Improving the security of computer software and hardware requires mathematical analytic methods. These will work significantly faster in the future thanks to basic research. © agsandrew/Shutterstock

Security gap in application discovered, update urgently recommended. Alerts like that can confront us every week. Often, a comprehensive update that addresses teething troubles is already offered when a new programme is launched. This creates manifold problems, and public entities as well as businesses are often exposed to attacks by hackers. Software is used in a growing number of sensitive areas where a computer failure might even be life threatening. It has to be noted that not all fields are affected in the same way, many computer systems run as unfailingly as the proverbial Swiss clockwork. While hardware is usually very reliable, it is the software component that may create problems.

Mathematics improve computer systems

Complex programmes actually make it very difficult to foresee every eventuality. While computer methods for testing software exist, the complexity of applications has been steadily increasing in recent years. The performance of test methods lags behind, particularly in terms of their speed – a good incentive to invest in basic research in this field. In a recently completed project funded by the Austrian Science Fund FWF, the computer scientist Krishnendu Chatterjee analysed computer systems with the help of mathematical methods with hope of providing significant improvements in this sector.

Graph theory

“This field has a long-standing tradition”, says Chatterjee. “Researchers have long been trying to find a formal basis for designing correct systems. Fundamental developments in this area go back to the 1960s, like the work by Alonzo Church, one of the founding fathers of computer sciences.” For the mathematical analysis of computer systems, scientists use what is called ‘graph theory’, which deals with objects that can be characterised as networks of interconnected points or vertices. Computer systems can be mathematically described as graphs, with a vertex representing a certain state of the system and an edge representing a transition between two states. A computer displaying this text, for instance, is in a defined state represented as a vertex. When the user clicks on a link, the system changes to another state, and this transition is shown as an edge.

Improved graph algorithms

This method is particularly suited for the verification of computer systems. Chatterjee was interested in how fast these verification algorithms work. “Computer systems are getting more complex all the time”, the computer scientist notes. “In some algorithmic problems in verification development has been stagnating since the 1990s. A new aspect of this project was to use cutting-edge approaches from graph theory to improve the algorithms. That was a completely new line of attack.” Chatterjee emphasises the significance of his cooperation with his project partner Monika Henzinger from the University of Vienna. “For me, that was an intensive learning process. It was intriguing to see how the methods of graph algorithms need to be adapted and expanded in order to arrive at better algorithms for the problems we studied.”

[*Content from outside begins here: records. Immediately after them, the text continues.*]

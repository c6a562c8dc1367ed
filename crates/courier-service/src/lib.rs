//! # courier-service
//!
//! Service surface: notification submission (validation, defaulting,
//! routing, persistence, enqueue) and the recipient-facing query surface
//! (listing, read marking, statistics).

pub mod query;
pub mod submit;

pub use query::QueryService;
pub use submit::{SubmitAck, SubmitService};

Limits, conditions, successes

In that respect, the project was very successful: several speed limits for certain verification algorithms were broken for the first time since the 1990s, for instance involving so-called ‘Markov decision processes’, which are models containing several options and an element of randomness. “One example for that would be the development of robots”, explains Chatterjee. “A robot interacts with an environment which includes uncertainties and it has several options, such as veering to the left or to the right. Markov decision processes provide a model for that.” For many applications it is essential to predict in such a model what events will occur with certainty. “The most efficient algorithm for addressing that problem available till now dated back to 1995 and had quadratic complexity”, notes Chatterjee. This means that the runtime of the algorithm increases quadratically with the size of the system being verified – hence, a system double in size requires fourfold runtime. “In our project we were able to overcome this limit by using graph algorithm techniques.” Chatterjee is very pleased with the success of the project. “Our two doctoral students, Sebastian Krinninger and Martin Chmelik, also did excellent work, both received prizes for their dissertations”, notes Chatterjee. Despite the topical relevance of the subject he underlines that his was a pure basic research project. “Our first project was very theoretical. Now we are trying to explore limits or conditions to see how hard it is going to be to improve our algorithms further. At the same time we want to see how these approaches can be translated into practice.”

Personal details

Krishnendu Chatterjee is a professor at the IST Austria (Institute for Science and Technology) in Klosterneuburg. His research focus is on computer-aided verification and game theory.


Krishnendu Chatterjee and Monika Henzinger: „Efficient and Dynamic Algorithms for Alternating Büchi Games and Maximal End- Component Decomposition“, in: JACM, volume 61, 15 pages 1-40, 2014.

Monika Henzinger, Sebastian Krinninger, and Danupon Nanongkai: 
„Dynamic Approximate All-Pairs Shortest Paths: Breaking the O(mn) Barrier and Derandomization“,
Conference FOCS (Foundations of Computer Science), 26 Oct 2013, pages 538-547. IEEE.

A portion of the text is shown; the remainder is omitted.